[Items from a data source]
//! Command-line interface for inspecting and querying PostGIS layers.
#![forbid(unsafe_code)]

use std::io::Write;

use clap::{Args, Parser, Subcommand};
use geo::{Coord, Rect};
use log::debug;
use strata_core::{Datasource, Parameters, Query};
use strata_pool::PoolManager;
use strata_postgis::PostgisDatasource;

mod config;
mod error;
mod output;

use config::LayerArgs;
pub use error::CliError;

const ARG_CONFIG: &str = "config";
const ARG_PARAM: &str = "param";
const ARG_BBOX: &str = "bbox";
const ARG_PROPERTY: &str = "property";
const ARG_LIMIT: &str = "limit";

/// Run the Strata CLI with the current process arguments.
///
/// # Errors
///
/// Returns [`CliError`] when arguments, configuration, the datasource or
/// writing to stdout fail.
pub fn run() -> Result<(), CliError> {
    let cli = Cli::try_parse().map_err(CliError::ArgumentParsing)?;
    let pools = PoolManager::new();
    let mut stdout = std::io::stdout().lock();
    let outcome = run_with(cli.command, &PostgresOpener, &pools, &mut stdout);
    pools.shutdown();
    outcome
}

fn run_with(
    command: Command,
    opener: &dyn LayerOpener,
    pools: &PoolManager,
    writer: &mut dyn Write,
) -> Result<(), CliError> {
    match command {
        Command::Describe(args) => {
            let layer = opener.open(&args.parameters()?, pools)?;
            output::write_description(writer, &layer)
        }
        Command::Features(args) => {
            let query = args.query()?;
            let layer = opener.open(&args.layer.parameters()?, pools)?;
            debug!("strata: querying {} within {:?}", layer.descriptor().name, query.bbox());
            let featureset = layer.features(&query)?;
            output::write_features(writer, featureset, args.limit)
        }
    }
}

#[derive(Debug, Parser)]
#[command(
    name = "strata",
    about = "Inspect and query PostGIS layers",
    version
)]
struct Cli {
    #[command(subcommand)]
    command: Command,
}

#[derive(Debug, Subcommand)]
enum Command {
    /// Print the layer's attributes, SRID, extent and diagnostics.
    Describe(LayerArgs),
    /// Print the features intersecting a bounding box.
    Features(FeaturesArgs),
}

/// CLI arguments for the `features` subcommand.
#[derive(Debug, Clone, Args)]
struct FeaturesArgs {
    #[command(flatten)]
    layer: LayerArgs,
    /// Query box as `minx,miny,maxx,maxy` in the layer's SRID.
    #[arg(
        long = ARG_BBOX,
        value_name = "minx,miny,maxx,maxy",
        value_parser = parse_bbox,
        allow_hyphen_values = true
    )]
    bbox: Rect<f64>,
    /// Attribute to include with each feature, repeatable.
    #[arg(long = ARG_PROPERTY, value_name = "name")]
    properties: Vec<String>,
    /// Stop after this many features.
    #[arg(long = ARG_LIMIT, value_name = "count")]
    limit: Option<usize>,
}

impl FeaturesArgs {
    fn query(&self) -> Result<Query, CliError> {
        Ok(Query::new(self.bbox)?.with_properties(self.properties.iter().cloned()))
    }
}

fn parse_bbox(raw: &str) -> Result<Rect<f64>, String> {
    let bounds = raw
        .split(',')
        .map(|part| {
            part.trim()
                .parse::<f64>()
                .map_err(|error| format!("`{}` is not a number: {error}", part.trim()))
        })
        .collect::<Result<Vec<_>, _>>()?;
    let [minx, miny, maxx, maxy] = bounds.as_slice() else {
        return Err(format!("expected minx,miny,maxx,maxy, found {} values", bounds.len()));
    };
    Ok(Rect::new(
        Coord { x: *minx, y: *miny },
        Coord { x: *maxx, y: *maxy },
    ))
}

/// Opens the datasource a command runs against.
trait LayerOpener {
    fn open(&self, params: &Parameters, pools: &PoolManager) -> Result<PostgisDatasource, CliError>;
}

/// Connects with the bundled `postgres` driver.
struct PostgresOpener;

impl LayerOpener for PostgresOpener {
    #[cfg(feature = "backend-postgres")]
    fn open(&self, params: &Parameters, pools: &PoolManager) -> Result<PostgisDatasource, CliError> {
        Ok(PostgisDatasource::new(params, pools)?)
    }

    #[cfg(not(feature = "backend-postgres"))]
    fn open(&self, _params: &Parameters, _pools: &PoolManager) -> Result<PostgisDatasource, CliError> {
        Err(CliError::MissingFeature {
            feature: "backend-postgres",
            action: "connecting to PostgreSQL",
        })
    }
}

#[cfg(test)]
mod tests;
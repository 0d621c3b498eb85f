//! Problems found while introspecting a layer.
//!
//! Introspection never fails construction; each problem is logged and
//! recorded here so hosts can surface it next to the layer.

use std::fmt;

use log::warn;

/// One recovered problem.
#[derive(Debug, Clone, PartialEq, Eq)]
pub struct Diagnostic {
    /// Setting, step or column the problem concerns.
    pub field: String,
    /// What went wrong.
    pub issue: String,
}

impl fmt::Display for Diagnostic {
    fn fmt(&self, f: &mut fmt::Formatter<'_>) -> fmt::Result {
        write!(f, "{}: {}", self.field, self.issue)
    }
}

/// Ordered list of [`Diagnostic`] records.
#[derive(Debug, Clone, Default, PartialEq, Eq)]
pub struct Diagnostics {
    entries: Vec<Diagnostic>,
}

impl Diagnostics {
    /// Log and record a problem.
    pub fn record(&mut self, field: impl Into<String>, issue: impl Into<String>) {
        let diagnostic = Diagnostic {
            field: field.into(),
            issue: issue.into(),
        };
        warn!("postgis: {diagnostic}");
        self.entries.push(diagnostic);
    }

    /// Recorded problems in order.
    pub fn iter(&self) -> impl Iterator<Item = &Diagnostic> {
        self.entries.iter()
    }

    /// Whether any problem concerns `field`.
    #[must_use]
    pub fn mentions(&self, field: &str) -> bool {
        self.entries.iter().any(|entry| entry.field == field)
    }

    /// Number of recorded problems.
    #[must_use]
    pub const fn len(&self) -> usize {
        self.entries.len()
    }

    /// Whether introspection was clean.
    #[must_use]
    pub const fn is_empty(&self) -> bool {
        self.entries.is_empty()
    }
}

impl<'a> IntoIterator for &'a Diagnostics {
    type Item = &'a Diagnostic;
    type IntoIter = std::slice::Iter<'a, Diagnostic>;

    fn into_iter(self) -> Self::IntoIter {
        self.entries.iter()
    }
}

* * *

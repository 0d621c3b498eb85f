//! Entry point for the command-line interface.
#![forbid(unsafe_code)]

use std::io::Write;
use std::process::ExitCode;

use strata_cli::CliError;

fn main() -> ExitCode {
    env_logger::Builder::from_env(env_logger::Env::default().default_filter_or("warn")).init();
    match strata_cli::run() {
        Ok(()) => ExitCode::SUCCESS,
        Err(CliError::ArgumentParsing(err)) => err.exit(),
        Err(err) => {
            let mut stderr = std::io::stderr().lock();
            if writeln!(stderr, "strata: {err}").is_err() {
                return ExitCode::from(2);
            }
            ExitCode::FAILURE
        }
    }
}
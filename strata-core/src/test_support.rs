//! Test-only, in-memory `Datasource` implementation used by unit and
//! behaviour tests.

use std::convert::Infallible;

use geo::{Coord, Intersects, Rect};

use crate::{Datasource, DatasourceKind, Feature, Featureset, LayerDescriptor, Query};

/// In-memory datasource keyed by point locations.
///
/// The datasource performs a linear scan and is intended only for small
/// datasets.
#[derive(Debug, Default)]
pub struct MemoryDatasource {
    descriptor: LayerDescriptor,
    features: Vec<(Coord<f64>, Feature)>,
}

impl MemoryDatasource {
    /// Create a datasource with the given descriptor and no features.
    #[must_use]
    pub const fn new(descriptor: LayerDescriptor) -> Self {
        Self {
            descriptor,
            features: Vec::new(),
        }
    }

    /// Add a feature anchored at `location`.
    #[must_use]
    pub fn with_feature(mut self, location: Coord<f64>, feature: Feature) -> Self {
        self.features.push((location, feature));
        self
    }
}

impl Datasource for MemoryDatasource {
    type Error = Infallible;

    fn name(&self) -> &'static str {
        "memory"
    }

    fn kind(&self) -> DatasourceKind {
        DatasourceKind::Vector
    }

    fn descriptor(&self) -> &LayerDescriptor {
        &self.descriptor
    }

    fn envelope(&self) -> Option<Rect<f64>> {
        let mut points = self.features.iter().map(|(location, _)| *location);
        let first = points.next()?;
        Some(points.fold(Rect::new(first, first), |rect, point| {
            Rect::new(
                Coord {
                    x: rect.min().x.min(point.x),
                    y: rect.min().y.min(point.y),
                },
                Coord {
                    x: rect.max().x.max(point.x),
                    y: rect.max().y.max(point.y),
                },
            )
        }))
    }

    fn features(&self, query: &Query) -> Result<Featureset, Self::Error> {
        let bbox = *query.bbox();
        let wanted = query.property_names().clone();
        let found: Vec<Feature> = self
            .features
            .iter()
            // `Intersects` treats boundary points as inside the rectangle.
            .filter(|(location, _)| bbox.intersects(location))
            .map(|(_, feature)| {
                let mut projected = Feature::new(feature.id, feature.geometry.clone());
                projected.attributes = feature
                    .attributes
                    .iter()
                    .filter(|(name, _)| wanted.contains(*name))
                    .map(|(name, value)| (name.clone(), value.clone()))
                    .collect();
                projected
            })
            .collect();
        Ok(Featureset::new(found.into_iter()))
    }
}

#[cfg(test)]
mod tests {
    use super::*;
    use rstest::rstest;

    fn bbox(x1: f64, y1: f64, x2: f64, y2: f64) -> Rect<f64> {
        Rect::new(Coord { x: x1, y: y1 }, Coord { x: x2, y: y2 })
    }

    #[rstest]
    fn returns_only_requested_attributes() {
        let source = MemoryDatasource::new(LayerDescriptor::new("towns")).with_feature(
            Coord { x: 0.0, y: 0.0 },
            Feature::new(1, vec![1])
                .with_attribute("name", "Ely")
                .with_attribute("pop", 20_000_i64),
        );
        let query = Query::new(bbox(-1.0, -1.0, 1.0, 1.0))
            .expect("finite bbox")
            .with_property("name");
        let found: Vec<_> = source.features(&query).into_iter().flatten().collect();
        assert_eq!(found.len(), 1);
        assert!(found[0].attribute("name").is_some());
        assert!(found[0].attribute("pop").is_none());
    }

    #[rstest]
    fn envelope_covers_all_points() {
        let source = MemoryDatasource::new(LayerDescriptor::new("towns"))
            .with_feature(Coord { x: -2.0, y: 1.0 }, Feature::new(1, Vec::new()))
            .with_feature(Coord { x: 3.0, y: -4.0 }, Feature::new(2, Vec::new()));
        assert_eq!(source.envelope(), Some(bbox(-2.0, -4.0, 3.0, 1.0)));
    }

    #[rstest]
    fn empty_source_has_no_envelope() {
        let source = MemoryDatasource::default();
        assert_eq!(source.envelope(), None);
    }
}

...

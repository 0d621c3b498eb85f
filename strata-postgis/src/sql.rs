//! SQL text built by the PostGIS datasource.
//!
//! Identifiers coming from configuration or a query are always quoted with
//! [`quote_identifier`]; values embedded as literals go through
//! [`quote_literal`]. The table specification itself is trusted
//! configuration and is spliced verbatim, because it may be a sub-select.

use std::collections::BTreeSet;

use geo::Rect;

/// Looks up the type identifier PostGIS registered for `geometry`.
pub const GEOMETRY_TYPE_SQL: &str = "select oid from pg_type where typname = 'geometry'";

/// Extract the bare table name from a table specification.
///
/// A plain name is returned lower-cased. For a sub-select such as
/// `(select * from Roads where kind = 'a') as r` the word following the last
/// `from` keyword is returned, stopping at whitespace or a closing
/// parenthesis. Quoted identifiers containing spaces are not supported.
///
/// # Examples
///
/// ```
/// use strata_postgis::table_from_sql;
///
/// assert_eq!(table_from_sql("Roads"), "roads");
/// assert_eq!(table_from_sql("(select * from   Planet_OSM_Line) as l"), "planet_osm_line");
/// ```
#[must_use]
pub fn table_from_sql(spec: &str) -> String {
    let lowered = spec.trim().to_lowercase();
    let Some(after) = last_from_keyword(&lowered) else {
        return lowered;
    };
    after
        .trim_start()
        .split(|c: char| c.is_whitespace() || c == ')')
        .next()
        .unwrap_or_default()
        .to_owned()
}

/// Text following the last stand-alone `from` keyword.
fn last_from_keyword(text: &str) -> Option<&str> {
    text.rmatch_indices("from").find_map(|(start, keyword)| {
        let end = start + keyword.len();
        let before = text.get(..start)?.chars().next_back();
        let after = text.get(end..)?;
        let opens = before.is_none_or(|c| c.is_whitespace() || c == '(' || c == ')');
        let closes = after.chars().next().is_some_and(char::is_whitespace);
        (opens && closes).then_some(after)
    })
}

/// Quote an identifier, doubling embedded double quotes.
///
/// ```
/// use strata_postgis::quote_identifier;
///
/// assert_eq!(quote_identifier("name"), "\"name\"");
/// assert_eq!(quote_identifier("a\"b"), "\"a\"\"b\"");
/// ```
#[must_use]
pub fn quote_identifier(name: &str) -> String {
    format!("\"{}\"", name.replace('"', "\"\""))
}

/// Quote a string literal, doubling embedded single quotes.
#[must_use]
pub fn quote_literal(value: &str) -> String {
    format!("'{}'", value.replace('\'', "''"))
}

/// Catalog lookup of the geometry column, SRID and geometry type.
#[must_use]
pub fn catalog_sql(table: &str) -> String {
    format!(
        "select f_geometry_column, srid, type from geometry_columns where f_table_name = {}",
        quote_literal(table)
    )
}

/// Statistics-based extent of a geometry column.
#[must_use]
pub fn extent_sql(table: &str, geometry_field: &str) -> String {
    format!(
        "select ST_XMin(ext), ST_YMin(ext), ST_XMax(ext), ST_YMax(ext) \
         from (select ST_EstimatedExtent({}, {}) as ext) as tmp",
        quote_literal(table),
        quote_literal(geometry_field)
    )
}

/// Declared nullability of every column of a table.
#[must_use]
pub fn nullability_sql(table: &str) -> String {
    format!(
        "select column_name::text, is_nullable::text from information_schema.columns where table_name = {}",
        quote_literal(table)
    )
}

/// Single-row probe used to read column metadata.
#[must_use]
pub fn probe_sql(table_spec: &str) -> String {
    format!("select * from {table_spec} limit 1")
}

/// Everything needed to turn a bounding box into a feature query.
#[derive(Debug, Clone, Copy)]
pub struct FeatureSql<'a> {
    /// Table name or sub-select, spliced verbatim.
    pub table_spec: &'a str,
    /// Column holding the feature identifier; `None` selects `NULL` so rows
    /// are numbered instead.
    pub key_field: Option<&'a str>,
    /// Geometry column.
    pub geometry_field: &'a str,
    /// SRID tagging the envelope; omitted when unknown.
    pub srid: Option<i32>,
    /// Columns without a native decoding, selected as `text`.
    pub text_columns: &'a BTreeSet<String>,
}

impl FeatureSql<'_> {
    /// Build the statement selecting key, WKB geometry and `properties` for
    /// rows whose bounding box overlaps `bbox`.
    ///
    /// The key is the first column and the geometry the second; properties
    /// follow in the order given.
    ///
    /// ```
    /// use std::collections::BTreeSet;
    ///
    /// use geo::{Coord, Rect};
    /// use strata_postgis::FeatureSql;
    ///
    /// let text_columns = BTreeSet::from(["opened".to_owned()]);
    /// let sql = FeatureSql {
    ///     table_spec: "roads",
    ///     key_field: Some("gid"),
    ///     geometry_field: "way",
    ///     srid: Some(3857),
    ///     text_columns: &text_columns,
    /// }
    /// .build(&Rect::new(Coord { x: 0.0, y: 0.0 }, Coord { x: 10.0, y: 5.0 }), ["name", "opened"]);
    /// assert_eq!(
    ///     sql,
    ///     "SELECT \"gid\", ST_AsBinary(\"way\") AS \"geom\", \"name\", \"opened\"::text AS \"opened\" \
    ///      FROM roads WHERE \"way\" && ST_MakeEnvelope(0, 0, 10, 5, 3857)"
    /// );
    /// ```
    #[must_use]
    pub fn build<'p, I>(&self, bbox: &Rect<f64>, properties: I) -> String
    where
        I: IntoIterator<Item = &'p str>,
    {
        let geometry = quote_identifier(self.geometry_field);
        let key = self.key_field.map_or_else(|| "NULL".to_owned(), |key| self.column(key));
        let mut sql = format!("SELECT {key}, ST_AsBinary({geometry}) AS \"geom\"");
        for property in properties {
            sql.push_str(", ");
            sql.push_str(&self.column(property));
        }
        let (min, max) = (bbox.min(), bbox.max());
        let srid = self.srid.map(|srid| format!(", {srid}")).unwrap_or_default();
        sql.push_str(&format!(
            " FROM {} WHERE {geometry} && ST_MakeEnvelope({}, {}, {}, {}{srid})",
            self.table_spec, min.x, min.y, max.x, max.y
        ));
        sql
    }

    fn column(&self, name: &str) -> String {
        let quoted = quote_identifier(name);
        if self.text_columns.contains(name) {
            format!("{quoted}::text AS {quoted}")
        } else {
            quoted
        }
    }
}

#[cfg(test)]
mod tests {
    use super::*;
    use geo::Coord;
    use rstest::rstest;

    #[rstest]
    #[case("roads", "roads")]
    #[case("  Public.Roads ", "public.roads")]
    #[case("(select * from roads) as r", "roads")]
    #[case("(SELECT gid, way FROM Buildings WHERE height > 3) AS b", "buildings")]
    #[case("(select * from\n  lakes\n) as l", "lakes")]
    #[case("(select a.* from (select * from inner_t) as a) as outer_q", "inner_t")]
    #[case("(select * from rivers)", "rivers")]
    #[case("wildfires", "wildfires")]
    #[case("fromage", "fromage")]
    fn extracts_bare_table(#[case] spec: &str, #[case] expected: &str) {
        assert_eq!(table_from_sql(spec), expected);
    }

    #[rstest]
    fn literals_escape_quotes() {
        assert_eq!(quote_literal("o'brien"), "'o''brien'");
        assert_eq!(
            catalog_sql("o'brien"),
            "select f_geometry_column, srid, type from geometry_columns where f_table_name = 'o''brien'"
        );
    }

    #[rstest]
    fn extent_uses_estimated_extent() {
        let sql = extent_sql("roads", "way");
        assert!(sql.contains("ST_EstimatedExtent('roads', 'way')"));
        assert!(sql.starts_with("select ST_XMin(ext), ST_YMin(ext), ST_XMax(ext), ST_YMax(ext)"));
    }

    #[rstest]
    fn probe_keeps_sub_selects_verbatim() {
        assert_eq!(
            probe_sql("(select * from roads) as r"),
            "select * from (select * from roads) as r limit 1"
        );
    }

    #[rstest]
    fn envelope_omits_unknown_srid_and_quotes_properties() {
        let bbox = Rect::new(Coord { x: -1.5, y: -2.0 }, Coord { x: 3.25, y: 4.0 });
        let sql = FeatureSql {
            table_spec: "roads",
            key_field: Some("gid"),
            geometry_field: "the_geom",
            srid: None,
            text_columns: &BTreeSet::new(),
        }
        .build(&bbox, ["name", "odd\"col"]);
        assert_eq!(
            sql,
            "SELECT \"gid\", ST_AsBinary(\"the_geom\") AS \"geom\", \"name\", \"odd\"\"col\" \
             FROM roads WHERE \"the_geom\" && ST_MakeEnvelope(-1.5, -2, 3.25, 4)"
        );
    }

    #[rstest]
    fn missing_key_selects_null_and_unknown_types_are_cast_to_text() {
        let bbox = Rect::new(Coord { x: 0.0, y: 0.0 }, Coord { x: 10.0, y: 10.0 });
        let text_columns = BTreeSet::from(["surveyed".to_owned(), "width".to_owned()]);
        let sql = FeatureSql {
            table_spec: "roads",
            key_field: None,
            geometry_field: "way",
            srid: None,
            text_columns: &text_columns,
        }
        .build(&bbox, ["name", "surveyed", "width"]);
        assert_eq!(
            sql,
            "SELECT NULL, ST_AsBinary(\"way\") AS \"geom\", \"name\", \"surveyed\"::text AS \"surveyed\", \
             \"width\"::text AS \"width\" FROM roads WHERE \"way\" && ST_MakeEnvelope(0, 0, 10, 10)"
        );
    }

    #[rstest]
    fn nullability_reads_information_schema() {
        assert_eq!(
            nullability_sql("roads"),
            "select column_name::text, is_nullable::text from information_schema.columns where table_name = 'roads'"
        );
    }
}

**WORK INSTRUCTION:** Reproduce every line in the records above that contains the word "surveyed".

**PROBLEM SOLUTION:**
        let text_columns = BTreeSet::from(["surveyed".to_owned(), "width".to_owned()]);
        .build(&bbox, ["name", "surveyed", "width"]);
            "SELECT NULL, ST_AsBinary(\"way\") AS \"geom\", \"name\", \"surveyed\"::text AS \"surveyed\", \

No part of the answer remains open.